◆ DATASET EXCERPTS
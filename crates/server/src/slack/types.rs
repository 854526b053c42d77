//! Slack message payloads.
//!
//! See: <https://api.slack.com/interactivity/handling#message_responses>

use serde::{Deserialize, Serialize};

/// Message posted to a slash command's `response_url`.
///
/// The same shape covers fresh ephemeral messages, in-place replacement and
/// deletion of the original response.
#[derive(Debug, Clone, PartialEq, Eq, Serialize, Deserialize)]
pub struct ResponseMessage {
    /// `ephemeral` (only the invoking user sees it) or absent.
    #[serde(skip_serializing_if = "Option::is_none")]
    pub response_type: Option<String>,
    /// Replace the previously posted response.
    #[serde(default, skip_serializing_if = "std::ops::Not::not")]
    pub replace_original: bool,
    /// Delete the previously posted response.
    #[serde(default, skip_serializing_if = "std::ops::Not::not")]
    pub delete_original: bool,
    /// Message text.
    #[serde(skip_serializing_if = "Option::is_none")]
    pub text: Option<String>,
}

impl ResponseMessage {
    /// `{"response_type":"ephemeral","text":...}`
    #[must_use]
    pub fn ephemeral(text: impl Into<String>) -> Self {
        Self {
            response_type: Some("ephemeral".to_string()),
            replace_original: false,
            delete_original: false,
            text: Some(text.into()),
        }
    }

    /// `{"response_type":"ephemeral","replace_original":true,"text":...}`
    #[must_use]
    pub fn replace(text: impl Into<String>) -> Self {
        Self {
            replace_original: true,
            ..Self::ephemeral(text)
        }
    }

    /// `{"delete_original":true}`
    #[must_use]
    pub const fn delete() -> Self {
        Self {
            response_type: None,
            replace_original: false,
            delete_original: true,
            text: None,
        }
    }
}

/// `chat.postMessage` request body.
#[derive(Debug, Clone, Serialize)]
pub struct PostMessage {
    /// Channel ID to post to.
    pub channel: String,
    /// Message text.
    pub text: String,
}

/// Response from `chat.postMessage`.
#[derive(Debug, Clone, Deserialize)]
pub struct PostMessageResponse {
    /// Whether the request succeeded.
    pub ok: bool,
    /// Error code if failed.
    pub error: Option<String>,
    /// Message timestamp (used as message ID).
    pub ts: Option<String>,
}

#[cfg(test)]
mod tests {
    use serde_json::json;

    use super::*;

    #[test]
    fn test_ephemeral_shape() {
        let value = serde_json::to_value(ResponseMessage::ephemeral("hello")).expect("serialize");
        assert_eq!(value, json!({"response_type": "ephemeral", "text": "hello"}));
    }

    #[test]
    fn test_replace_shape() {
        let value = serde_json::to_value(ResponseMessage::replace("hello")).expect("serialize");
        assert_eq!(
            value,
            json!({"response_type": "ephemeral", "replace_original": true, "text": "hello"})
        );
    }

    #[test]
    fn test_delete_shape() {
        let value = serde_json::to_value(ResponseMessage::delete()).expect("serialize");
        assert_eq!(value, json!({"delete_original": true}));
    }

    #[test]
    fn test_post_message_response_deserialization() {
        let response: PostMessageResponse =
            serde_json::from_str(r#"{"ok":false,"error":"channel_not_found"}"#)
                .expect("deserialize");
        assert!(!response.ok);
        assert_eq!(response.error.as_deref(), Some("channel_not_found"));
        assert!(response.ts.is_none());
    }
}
...
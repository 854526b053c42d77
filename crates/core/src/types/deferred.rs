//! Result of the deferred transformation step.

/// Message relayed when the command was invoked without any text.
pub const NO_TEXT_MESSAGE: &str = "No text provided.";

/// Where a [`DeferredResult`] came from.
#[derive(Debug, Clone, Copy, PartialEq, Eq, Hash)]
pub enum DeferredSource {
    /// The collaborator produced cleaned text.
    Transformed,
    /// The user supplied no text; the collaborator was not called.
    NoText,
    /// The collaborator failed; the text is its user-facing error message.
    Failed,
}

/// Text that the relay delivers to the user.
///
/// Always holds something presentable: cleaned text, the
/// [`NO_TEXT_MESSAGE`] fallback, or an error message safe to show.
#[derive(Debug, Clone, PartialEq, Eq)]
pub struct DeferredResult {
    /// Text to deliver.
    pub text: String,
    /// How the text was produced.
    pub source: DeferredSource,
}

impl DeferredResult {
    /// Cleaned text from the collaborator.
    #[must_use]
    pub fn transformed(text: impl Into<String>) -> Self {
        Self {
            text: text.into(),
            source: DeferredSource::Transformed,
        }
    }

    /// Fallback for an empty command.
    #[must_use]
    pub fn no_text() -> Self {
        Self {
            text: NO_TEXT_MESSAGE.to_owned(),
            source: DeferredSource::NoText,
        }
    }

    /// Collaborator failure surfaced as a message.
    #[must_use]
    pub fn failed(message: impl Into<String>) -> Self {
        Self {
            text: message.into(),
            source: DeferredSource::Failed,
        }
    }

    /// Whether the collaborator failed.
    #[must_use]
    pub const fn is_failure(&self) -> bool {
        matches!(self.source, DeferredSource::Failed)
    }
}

◆ TASK
From the entries above, tally every line holding the string "DeferredSource". Give only the count.

◆ SOLUTION TO THIS TASK
6